Coringa é um filme sobre os efeitos e consequências que uma mente quebrada e violentada pode produzir. Ninguém é totalmente bom nem totalmente ruim, assim como no mundo, mas algumas escolhas são claramente erradas e/ou corretas. Os personagens são muito reais, isso é um triunfo do roteiro. A trilha é fantástica e ajuda a compor as cenas de forma sinestésica às vezes. A fotografia vai ao encontro da Gotham suja, meio esverdeada, azulada, amarelada, cinza, pálida, sem cor. Cansada. A direção de Todd é bem acertada e feliz em muitas sequências e enquadramentos e tudo, absolutamente tudo aqui gira em torno do Coringa.
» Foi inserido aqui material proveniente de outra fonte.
impl std::fmt::Display for TimeoutExceeded {
    fn fmt(&self, formatter: &mut std::fmt::Formatter<'_>) -> std::fmt::Result {
        formatter.write_str("worker pool did not drain within the allotted timeout")
    }
}

impl std::error::Error for TimeoutExceeded {}

/// Elastic pool of workers draining `queue` through `dispatcher`.
pub struct WorkerPool {
    config: WorkerPoolConfig,
    queue: PriorityQueue<QueueItem>,
    dispatcher: Arc<dyn Dispatcher>,
    callbacks: Arc<CallbackRegistry>,
    batches: Arc<BatchRegistry>,
    balancer: Arc<LoadBalancer>,
    cancel: CancellationToken,
    workers: Mutex<Vec<Arc<WorkerHandle>>>,
    next_worker_id: AtomicUsize,
    drain_task: Mutex<Option<JoinHandle<()>>>,
    monitor_task: Mutex<Option<JoinHandle<()>>>,
    autoscaler_task: Mutex<Option<JoinHandle<()>>>,
    health_events_tx: mpsc::Sender<HealthEvent>,
    health_events_rx: Mutex<Option<mpsc::Receiver<HealthEvent>>>,
    stopped: Mutex<bool>,
}

impl WorkerPool {
    /// Construct a pool. Call [`WorkerPool::start`] to boot workers.
    #[must_use]
    pub fn new(
        config: WorkerPoolConfig,
        queue: PriorityQueue<QueueItem>,
        dispatcher: Arc<dyn Dispatcher>,
        callbacks: Arc<CallbackRegistry>,
        batches: Arc<BatchRegistry>,
        strategy: LoadBalancerStrategy,
    ) -> Self {
        let (health_events_tx, health_events_rx) = mpsc::channel(64);
        Self {
            config,
            queue,
            dispatcher,
            callbacks,
            batches,
            balancer: Arc::new(LoadBalancer::new(strategy)),
            cancel: CancellationToken::new(),
            workers: Mutex::new(Vec::new()),
            next_worker_id: AtomicUsize::new(0),
            drain_task: Mutex::new(None),
            monitor_task: Mutex::new(None),
            autoscaler_task: Mutex::new(None),
            health_events_tx,
            health_events_rx: Mutex::new(Some(health_events_rx)),
            stopped: Mutex::new(false),
        }
    }

    /// Boot `min_workers` in small batches, then start the drain loop, the
    /// health monitor, and the autoscaler, in that order.
    pub async fn start(self: &Arc<Self>) {
        let min_workers = self.config.min_workers.max(1);
        let mut booted = 0;
        while booted < min_workers {
            let batch = self.config.boot_batch_size.min(min_workers - booted);
            for _ in 0..batch {
                self.add_worker(None).await;
            }
            booted += batch;
            if booted < min_workers {
                tokio::time::sleep(self.config.boot_batch_pause).await;
            }
        }

        self.spawn_drain_loop();
        self.spawn_health_monitor();
        self.spawn_autoscaler();
    }

    /// Take ownership of the unhealthy-worker event receiver. Only the first
    /// caller gets a channel.
    pub async fn take_health_events(&self) -> Option<mpsc::Receiver<HealthEvent>> {
        self.health_events_rx.lock().await.take()
    }

    /// Add one worker, optionally tagged with an affinity.
    pub async fn add_worker(self: &Arc<Self>, affinity: Option<WorkerAffinity>) {
        let id = self.next_worker_id.fetch_add(1, Ordering::Relaxed);
        let (tx, rx) = mpsc::unbounded_channel();
        let state = Arc::new(Mutex::new(WorkerState::Idle));
        let counters = Arc::new(WorkerCounters::new());

        let pool = Arc::clone(self);
        let worker_state = Arc::clone(&state);
        let worker_counters = Arc::clone(&counters);
        let task = tokio::spawn(async move {
            worker_loop(pool, id, rx, worker_state, worker_counters).await;
        });

        let handle = Arc::new(WorkerHandle {
            id,
            affinity,
            state,
            counters,
            inbox: tx,
            task,
        });
        self.workers.lock().await.push(handle);
    }

    /// Remove one idle worker, if any exists; used by the autoscaler to
    /// shrink the pool. Returns `true` if a worker was removed.
    async fn remove_idle_worker(&self) -> bool {
        let mut workers = self.workers.lock().await;
        let mut target = None;
        for (index, worker) in workers.iter().enumerate() {
            if *worker.state.lock().await == WorkerState::Idle {
                target = Some(index);
                break;
            }
        }
        let Some(index) = target else { return false };
        let worker = workers.remove(index);
        worker.task.abort();
        true
    }

    /// Current snapshot of every worker.
    pub async fn worker_stats(&self) -> Vec<WorkerStats> {
        let workers = self.workers.lock().await;
        let mut out = Vec::with_capacity(workers.len());
        for worker in workers.iter() {
            out.push(worker.stats().await);
        }
        out
    }

    /// Current worker count.
    pub async fn worker_count(&self) -> usize {
        self.workers.lock().await.len()
    }

    /// Overall health: not stopped, and at least half the workers (rounding
    /// down the threshold) are "healthy" (active within `max_idle_time` or
    /// the queue is currently empty), and at least `min_workers` remain.
    pub async fn is_healthy(&self) -> bool {
        if *self.stopped.lock().await {
            return false;
        }
        let workers = self.workers.lock().await;
        if workers.len() < self.config.min_workers {
            return false;
        }
        let queue_empty = self.queue.is_empty().await;
        let mut healthy = 0;
        for worker in workers.iter() {
            let idle_for = worker.counters.last_activity.lock().await.elapsed();
            if queue_empty || idle_for <= self.config.max_idle_time {
                healthy += 1;
            }
        }
        healthy * 2 >= workers.len()
    }

    fn spawn_drain_loop(self: &Arc<Self>) {
        let pool = Arc::clone(self);
        let task = tokio::spawn(async move { drain_loop(pool).await });
        if let Ok(mut slot) = self.drain_task.try_lock() {
            *slot = Some(task);
        }
    }

    fn spawn_health_monitor(self: &Arc<Self>) {
        let pool = Arc::clone(self);
        let task = tokio::spawn(async move { health_monitor_loop(pool).await });
        if let Ok(mut slot) = self.monitor_task.try_lock() {
            *slot = Some(task);
        }
    }

    fn spawn_autoscaler(self: &Arc<Self>) {
        let pool = Arc::clone(self);
        let task = tokio::spawn(async move { autoscaler_loop(pool).await });
        if let Ok(mut slot) = self.autoscaler_task.try_lock() {
            *slot = Some(task);
        }
    }

    /// Stop the pool: stop the autoscaler, signal cancellation, allow a
    /// drain window of `timeout / 3` for workers to finish in-flight items,
    /// then force-abort stragglers and stop the health monitor.
    ///
    /// # Errors
    /// Returns [`TimeoutExceeded`] if workers are still running after the
    /// drain window and had to be force-stopped.
    pub async fn stop(&self, timeout: Duration) -> Result<(), TimeoutExceeded> {
        *self.stopped.lock().await = true;

        if let Some(task) = self.autoscaler_task.lock().await.take() {
            task.abort();
        }

        self.cancel.cancel();
        let drained = self.queue.close().await;
        for item in drained {
            item.handle.fail(notifyhub_shared::ErrorEnvelope::cancelled(
                "worker pool stopped before this item was dispatched",
            ));
        }

        let drain_window = timeout / 3;
        let deadline = Instant::now() + drain_window;

        let mut exceeded = false;
        loop {
            let all_stopped = {
                let workers = self.workers.lock().await;
                let mut all_idle = true;
                for worker in workers.iter() {
                    if *worker.state.lock().await == WorkerState::Processing {
                        all_idle = false;
                        break;
                    }
                }
                all_idle
            };
            if all_stopped || Instant::now() >= deadline {
                exceeded = !all_stopped;
                break;
            }
            tokio::time::sleep(Duration::from_millis(10)).await;
        }

        let mut workers = self.workers.lock().await;
        for worker in workers.drain(..) {
            worker.task.abort();
        }
        drop(workers);

        if let Some(task) = self.drain_task.lock().await.take() {
            task.abort();
        }
        if let Some(task) = self.monitor_task.lock().await.take() {
            task.abort();
        }

        if exceeded {
            Err(TimeoutExceeded)
        } else {
            Ok(())
        }
    }
}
Então quando o personagem muda as cores do filme mudam e ficam mais coloridas, a trilha fica maior – inclusive uma faixa específica emula muito a composição de Hans Zimmer em The Dark Knight -, a narrativa começa a andar mais depressa, quase corre, e já chega ao final.

Coringa é impecável. Um soco no estômago com ótimas referências e uma construção rica. Joaquin Phoenix brilha e o terceiro ato é simplesmente inacreditável de incrível. Cruel, cru, forte. O filme não só complexifica o personagem como traz a sociedade como ela é: complexa.

A certeza da produção é que nós ainda vamos discuti-la muito. E que bom! A sociedade merece parar para tentar se entender, mesmo que precise de tanta violência para isso. Não é o filme mais violento e difícil do mundo, e as experiências são muito subjetivas, mas é importante você ir ao cinema preparado para ter uma experiência que é um soco no estômago. Ansiedade, angústia e loucura são algumas das coisas que você com certeza vai sentir ao longo das duas horas de filme. E que filme!